Rishi Khandelwal On Common Language In Jargon Of Australia Part – 2
Mongrel – Someone who’s stupid or idiot. For example, He’s a mongrel.
No Drama – No problem / it’s ok
No Worries – No problem / it’s ok
No Wucka’s – A truly Aussie way to say ‘no worries’ Rishi Khandelwal states that although no drama and no worries is starting to make its way in other countries No Wuckas is quite exclusive to Australia.
Outback – The interior of Australia, “The Outback” is more remote than those areas named “the bush”. For example, we are taking a caravan and travelling to the outback.
Piece of Piss – easy. For e.g once you start living here getting the language is a piece of piss
Piss Off – go away, get lost. For example, If you cant work piss off.
Piss – (To Piss) to urinate. Example, I am in desperate need of piss
Pissed – Intoxicated, Drunk. Many youngsters get pissed in public.
Pissed Off – Annoyed. For example, I am extremely pissed off with your behavior.
Reckon – short for being sure or getting someone’s recommendation. Rishi Khandelwal says that this statement is common and is said as “ Do you reckon it will rain tonight”.
Rellie / Rello – Relatives. For example, I haven’t seen my rellos in ages.
Ripper – ‘You little ripper’ = That’s fantastic mate!
Runners – Trainers, Sneakers. Example, I am going for a job in my runners.
Sanger – Sandwich. Example, I am having a Sanger for my sandwich.
Servo – Service Station / Garage. For example, Get your fuel in a servo.
Sheila – A woman. Example, I was having a drink at the pub when a Sheila approached me.
Sick – awesome; ‘that’s really sick mate’. For example, Your performance at the concert was sick
Sickie – a sick day off work, or ‘to pull a sickie’ would be to take a day off when you aren’t actually sick. For example, Raj hasn’t come to work. He has called in a sickie.
Skull – To down a beer. For example
Slab – A carton of beers. Example, for this BBQ get a slab of beer.

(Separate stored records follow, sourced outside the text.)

//! GPU renderer for a gallery instance.
//!
//! Draws the image surfaces as textured quads (back-to-front, alpha blended)
//! plus the variant's wireframe chrome. Per-draw data lives in one dynamic
//! uniform buffer with one aligned slot per draw.

use wgpu::util::DeviceExt;

use glam::{Mat4, Vec3};

use crate::assets::{self, ImageData};
use crate::gallery::{GalleryInstance, GalleryVariant};
use crate::gpu::mesh::{self, LineVertex};
use crate::gpu::pipeline;
use crate::gpu::texture::{self, GpuTexture};

/// Uniform slots are aligned to the conservative WebGPU default.
const UNIFORM_ALIGNMENT: usize = 256;
/// Per-frame cap on surface draws; overflow drops the farthest surfaces.
const MAX_SURFACES_PER_FRAME: usize = 512;
/// Chrome line draws per frame (wireframes, grids, axes, border).
const MAX_LINE_DRAWS: usize = 8;

const CLEAR_COLOR: wgpu::Color = wgpu::Color { r: 1.0, g: 1.0, b: 1.0, a: 1.0 };

#[repr(C)]
#[derive(Copy, Clone, bytemuck::Pod, bytemuck::Zeroable)]
struct SurfaceUniforms {
    view_proj: [[f32; 4]; 4],
    model: [[f32; 4]; 4],
    /// rgb = brightness tint, a = opacity.
    tint: [f32; 4],
}

#[repr(C)]
#[derive(Copy, Clone, bytemuck::Pod, bytemuck::Zeroable)]
struct LineUniforms {
    view_proj: [[f32; 4]; 4],
    model: [[f32; 4]; 4],
    color: [f32; 4],
}

/// One chrome draw: a vertex range plus its transform/color, and whether it
/// renders over the surfaces (the highlight border) or under them.
struct LineDraw {
    range: std::ops::Range<u32>,
    uniforms: LineUniforms,
    overlay: bool,
}

pub struct Renderer {
    device: wgpu::Device,
    queue: wgpu::Queue,
    size: wgpu::Extent3d,

    surface_pipeline: wgpu::RenderPipeline,
    quad_vertex_buffer: wgpu::Buffer,
    quad_index_buffer: wgpu::Buffer,
    quad_index_count: u32,
    surface_uniform_buffer: wgpu::Buffer,
    surface_bind_group: wgpu::BindGroup,

    texture_bind_group_layout: wgpu::BindGroupLayout,
    sampler: wgpu::Sampler,
    placeholder: GpuTexture,
    textures: Vec<Option<GpuTexture>>,

    line_pipeline: wgpu::RenderPipeline,
    line_uniform_buffer: wgpu::Buffer,
    line_bind_group: wgpu::BindGroup,
    line_vertex_buffer: wgpu::Buffer,
    line_vertex_capacity: usize,

    // Static chrome geometry for the instance's variant.
    sphere_wire: Vec<LineVertex>,
    border_rect: Vec<LineVertex>,
    grid: Vec<LineVertex>,
    field_boundary: Vec<LineVertex>,
    axes: Vec<Vec<LineVertex>>,
}

fn create_dynamic_uniform_parts(
    device: &wgpu::Device,
    slots: usize,
    min_size: u64,
    label: &str,
) -> (wgpu::Buffer, wgpu::BindGroupLayout, wgpu::BindGroup) {
    let buffer = device.create_buffer(&wgpu::BufferDescriptor {
        label: Some(label),
        size: (UNIFORM_ALIGNMENT * slots) as u64,
        usage: wgpu::BufferUsages::UNIFORM | wgpu::BufferUsages::COPY_DST,
        mapped_at_creation: false,
    });
    let layout = device.create_bind_group_layout(&wgpu::BindGroupLayoutDescriptor {
        entries: &[wgpu::BindGroupLayoutEntry {
            binding: 0,
            visibility: wgpu::ShaderStages::VERTEX_FRAGMENT,
            ty: wgpu::BindingType::Buffer {
                ty: wgpu::BufferBindingType::Uniform,
                has_dynamic_offset: true,
                min_binding_size: wgpu::BufferSize::new(min_size),
            },
            count: None,
        }],
        label: Some(label),
    });
    let bind_group = device.create_bind_group(&wgpu::BindGroupDescriptor {
        layout: &layout,
        entries: &[wgpu::BindGroupEntry {
            binding: 0,
            resource: wgpu::BindingResource::Buffer(wgpu::BufferBinding {
                buffer: &buffer,
                offset: 0,
                size: wgpu::BufferSize::new(min_size),
            }),
        }],
        label: Some(label),
    });
    (buffer, layout, bind_group)
}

Smoko – Cigarette break. For example, I am going for a smoko.
Snag – Sausage. For example, put a snag in your sandwich.
Stoked – Happy, Pleased. For example, I was stoked to get my exam results.
Straya – Australia. For example, Straya Day is celebrated on 26th January.
Stubby – a bottle of beer
Stubby Holder – Used so your hands don’t get cold when holding your beer, or to stop your hands making your beer warm! For example, There are no stubbies in the fridge.
Stuffed – Tired. Example, I am stuffed
Sunnies – Sunglasses. For Example , I left my sunnies in the car.
Thongs – Flip Flops. Rishi Khandelwal says that if someone asks you to wear thongs to the beach. They are most likely expressing their concern of the hot sand on your delicate feet.
True Blue – Genuinely Australian. For example, in Australia Day people dress in True Blue.
Yous – (youse) plural of you! For example We are coming to Yous for lunch.